The Wildcats appeared in the 1951 Sugar Bowl against the #1 ranked Oklahoma Sooners. Yowarsky, despite having played less than five minutes of defense all season, took the field as a third defensive tackle in that game, alongside Outland Trophy winner Bob Gain. Yowarsky recovered a fumble at the Oklahoma 22-yard line, leading to Kentucky's first score on the next play. In the third quarter Oklahoma had the ball at the Kentucky three-yard line and Yowarsky tackled Billy Vessels (future Heisman Trophy winner) for a five-yard loss, after which the Sooners were stopped on downs and Kentucky took possession. In the fourth quarter Yowarsky recovered a fumbled punt. Kentucky won the game 13–7, ending the Sooners' 33-game winning streak and Yowarsky was named the game's MVP. Kentucky's victory over the nation's #1 ranked team in the bowl game led to an officially recognized national championship.

==Professional career==
Yowarsky was selected in third round (29th overall) of the 1951 NFL draft by the Washington Redskins.
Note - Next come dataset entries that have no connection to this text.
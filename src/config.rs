// src/config.rs
//! Simulation configuration, loadable from JSON. Every field has a default so a
//! partial document (or `{}`) is valid.

use std::path::Path;

use serde::{Deserialize, Serialize};

use crate::error::{Error, Result};

/// Default horizontal speed of a path follower (units per second).
pub const DEFAULT_MOVE_SPEED: f32 = 1.0;
/// Horizontal distance under which a waypoint counts as reached.
pub const DEFAULT_ARRIVAL_RADIUS: f32 = 0.1;

/// Configuration options for the physics world.
#[derive(Debug, Clone, PartialEq, Serialize, Deserialize)]
#[serde(default)]
pub struct PhysicsConfig {
    /// World gravity (m/s²).
    pub gravity: [f32; 3],
    /// Fixed simulation tick.
    pub fixed_dt: f32,
    /// Max ticks run by a single `advance` call before dropping accumulated time.
    pub max_substeps: u32,
}

impl Default for PhysicsConfig {
    fn default() -> Self {
        Self {
            gravity: [0.0, -9.81, 0.0],
            fixed_dt: 1.0 / 60.0,
            max_substeps: 5,
        }
    }
}

/// Defaults applied to every path follower created by a `Simulation`.
#[derive(Debug, Clone, PartialEq, Serialize, Deserialize)]
#[serde(default)]
pub struct FollowerConfig {
    pub move_speed: f32,
    pub arrival_radius: f32,
}

impl Default for FollowerConfig {
    fn default() -> Self {
        Self {
            move_speed: DEFAULT_MOVE_SPEED,
            arrival_radius: DEFAULT_ARRIVAL_RADIUS,
        }
    }
}

impl FollowerConfig {
    pub fn validate(&self) -> Result<()> {
        if !(self.move_speed.is_finite() && self.move_speed >= 0.0) {
            return Err(Error::Config(format!(
                "follower.move_speed must be >= 0, got {}",
                self.move_speed
            )));
        }
        if !(self.arrival_radius.is_finite() && self.arrival_radius > 0.0) {
            return Err(Error::Config(format!(
                "follower.arrival_radius must be > 0, got {}",
                self.arrival_radius
            )));
        }
        Ok(())
    }
}

#[derive(Debug, Clone, Default, PartialEq, Serialize, Deserialize)]
#[serde(default)]
pub struct SimulationConfig {
    pub physics: PhysicsConfig,
    pub follower: FollowerConfig,
}

impl SimulationConfig {
    pub fn from_json(text: &str) -> Result<Self> {
        let config: Self = serde_json::from_str(text)?;
        config.validate()?;
        Ok(config)
    }

    pub fn load(path: impl AsRef<Path>) -> Result<Self> {
        let path = path.as_ref();
        let text = std::fs::read_to_string(path)
            .map_err(|e| Error::from(e).context(format!("reading {}", path.display())))?;
        Self::from_json(&text).map_err(|e| e.context(format!("parsing {}", path.display())))
    }

    pub fn validate(&self) -> Result<()> {
        let physics = &self.physics;
        if !(physics.fixed_dt.is_finite() && physics.fixed_dt > 0.0) {
            return Err(Error::Config(format!(
                "physics.fixed_dt must be > 0, got {}",
                physics.fixed_dt
            )));
        }
        if physics.max_substeps == 0 {
            return Err(Error::Config("physics.max_substeps must be >= 1".into()));
        }
        if physics.gravity.iter().any(|g| !g.is_finite()) {
            return Err(Error::Config("physics.gravity must be finite".into()));
        }

        self.follower.validate()
    }
}

#[cfg(test)]
mod tests {
    use super::*;

    #[test]
    fn test_empty_document_uses_defaults() {
        let config = SimulationConfig::from_json("{}").unwrap();
        assert_eq!(config, SimulationConfig::default());
        assert_eq!(config.follower.move_speed, 1.0);
        assert_eq!(config.follower.arrival_radius, 0.1);
    }

    #[test]
    fn test_partial_document() {
        let config = SimulationConfig::from_json(
            r#"{ "physics": { "gravity": [0.0, 0.0, 0.0] }, "follower": { "move_speed": 3.5 } }"#,
        )
        .unwrap();
        assert_eq!(config.physics.gravity, [0.0, 0.0, 0.0]);
        assert_eq!(config.physics.fixed_dt, 1.0 / 60.0);
        assert_eq!(config.follower.move_speed, 3.5);
        assert_eq!(config.follower.arrival_radius, DEFAULT_ARRIVAL_RADIUS);
    }

    #[test]
    fn test_rejects_bad_values() {
        let err = SimulationConfig::from_json(r#"{ "physics": { "fixed_dt": 0.0 } }"#).unwrap_err();
        assert!(err.is_config());

        let err =
            SimulationConfig::from_json(r#"{ "follower": { "arrival_radius": -1.0 } }"#).unwrap_err();
        assert!(matches!(err, Error::Config(_)));

        let err = SimulationConfig::from_json("{ not json").unwrap_err();
        assert!(matches!(err, Error::Json(_)));
    }

    #[test]
    fn test_load_missing_file() {
        let err = SimulationConfig::load("/definitely/not/here.json").unwrap_err();
        assert!(err.is_config() || matches!(err, Error::WithContext { .. }));
        assert!(err.to_string().contains("reading"));
    }
}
He played until midway through the 1952 season when he entered the Air Force. He returned in 1954 and played in 11 games with 10 starts. On January 28, 1955, he was traded to the Detroit Lions, along with Jim Ricca, in exchange for LaVern Torgeson and Jim Hill. However, he only played two games for the Lions, before being released on October 3.

On October 5, 1955, he was claimed off waivers by the New York Giants, where he played until 1957. He was the starting defensive end for the Giants during their 1956 NFL Championship Game win over the Chicago Bears. Yowarsky was then traded to the San Francisco 49ers in 1958, where he finished his career.

==Coaching and scouting career==

===Coaching===
After retiring from football, Yowarsky became an assistant coach and scout with the Giants from 1959 to 1960. He then became the offensive line coach for the Minnesota Vikings in head coach Norm Van Brocklin in 1961 (their inaugural season in the NFL) through 1966.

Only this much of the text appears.